**What you should do:** From the entries below, tally how many lines contain "process" and report only that figure.

**Stored records:**
───
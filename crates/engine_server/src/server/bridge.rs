//! Engine output fan-out.
//!
//! One task drains the engine output queue and hands every line to the
//! connection manager, in the order the engine printed them.

use crate::connection::ConnectionManager;
use crate::intelligence::IntelligenceBridge;
use std::sync::Arc;
use tokio::sync::mpsc;
use tracing::{debug, trace};

/// Forwards engine output to subscribers until the output queue closes.
///
/// Every line is broadcast verbatim. With intelligence enabled, a line that
/// closes a search is followed by one extra re-ranking summary line.
pub async fn run_output_bridge(
    mut output: mpsc::Receiver<String>,
    connections: Arc<ConnectionManager>,
    intelligence: Option<Arc<IntelligenceBridge>>,
) {
    while let Some(line) = output.recv().await {
        let delivered = connections.broadcast_to_subscribers(&line).await;
        trace!("Engine line delivered to {} subscribers", delivered);

        if let Some(intelligence) = &intelligence {
            if let Some(extra) = intelligence.observe_output(&line).await {
                connections.broadcast_to_subscribers(&extra).await;
            }
        }
    }
    debug!("Engine output bridge finished");
}
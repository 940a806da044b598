//! # Chesshook Intermediary - Main Entry Point
//!
//! Serves a UCI chess engine to WebSocket clients. This entry point handles
//! CLI parsing, configuration loading and application lifecycle management;
//! the protocol itself lives in the `engine_server` crate.
//!
//! ## Quick Start
//!
//! ```bash
//! # Run with defaults: ./stockfish on 127.0.0.1:8080
//! intermediary
//!
//! # Load a configuration file (JSON, or TOML by extension)
//! intermediary --config intermediary.json
//!
//! # Override specific settings
//! intermediary --addr 0.0.0.0:8080 --engine /usr/bin/lc0 --family leela --debug
//!
//! # Expose over TLS and require auth for reads too
//! intermediary --tls --cert cert.pem --key key.pem --authread
//! ```
//!
//! ## Configuration
//!
//! Without `--config` the built-in defaults are used. A named file that does
//! not exist is created with the defaults. Flags always override file values.
//!
//! ## Signal Handling
//!
//! The server handles graceful shutdown on:
//! - SIGINT (Ctrl+C)
//! - SIGTERM (Unix systems)
//!
//! A second signal during shutdown exits immediately with status 1.

use tracing::error;

pub mod app;
pub mod cli;
pub mod config;
pub mod logging;
pub mod signals;

pub use app::Application;
pub use cli::CliArgs;
pub use config::{AppConfig, ConfigError, ConfigFormat, LoggingSettings};

/// Main entry point for the intermediary.
///
/// Handles the complete application lifecycle including:
/// 1. Command-line argument parsing
/// 2. Configuration loading and merging
/// 3. Logging system initialization
/// 4. Application creation and execution
///
/// # Exit Codes
///
/// * **0**: Successful execution and shutdown
/// * **1**: Error during startup, configuration, or runtime
pub async fn init() -> Result<(), Box<dyn std::error::Error>> {
    let args = CliArgs::parse();

    // Logging settings come from the merged configuration, so a broken file
    // is reported on stderr before the subscriber exists.
    let config = match Application::load_config(&args).await {
        Ok(config) => config,
        Err(e) => {
            eprintln!("❌ Failed to load configuration: {e}");
            std::process::exit(1);
        }
    };

    if let Err(e) = logging::setup_logging(&config.logging) {
        eprintln!("❌ Failed to setup logging: {e}");
        std::process::exit(1);
    }

    match Application::new(config) {
        Ok(app) => {
            if let Err(e) = app.run().await {
                error!("❌ Application error: {:?}", e);
                std::process::exit(1);
            }
        }
        Err(e) => {
            error!("❌ Failed to start application: {e:?}");
            std::process::exit(1);
        }
    }

    Ok(())
}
───
**Response:** 4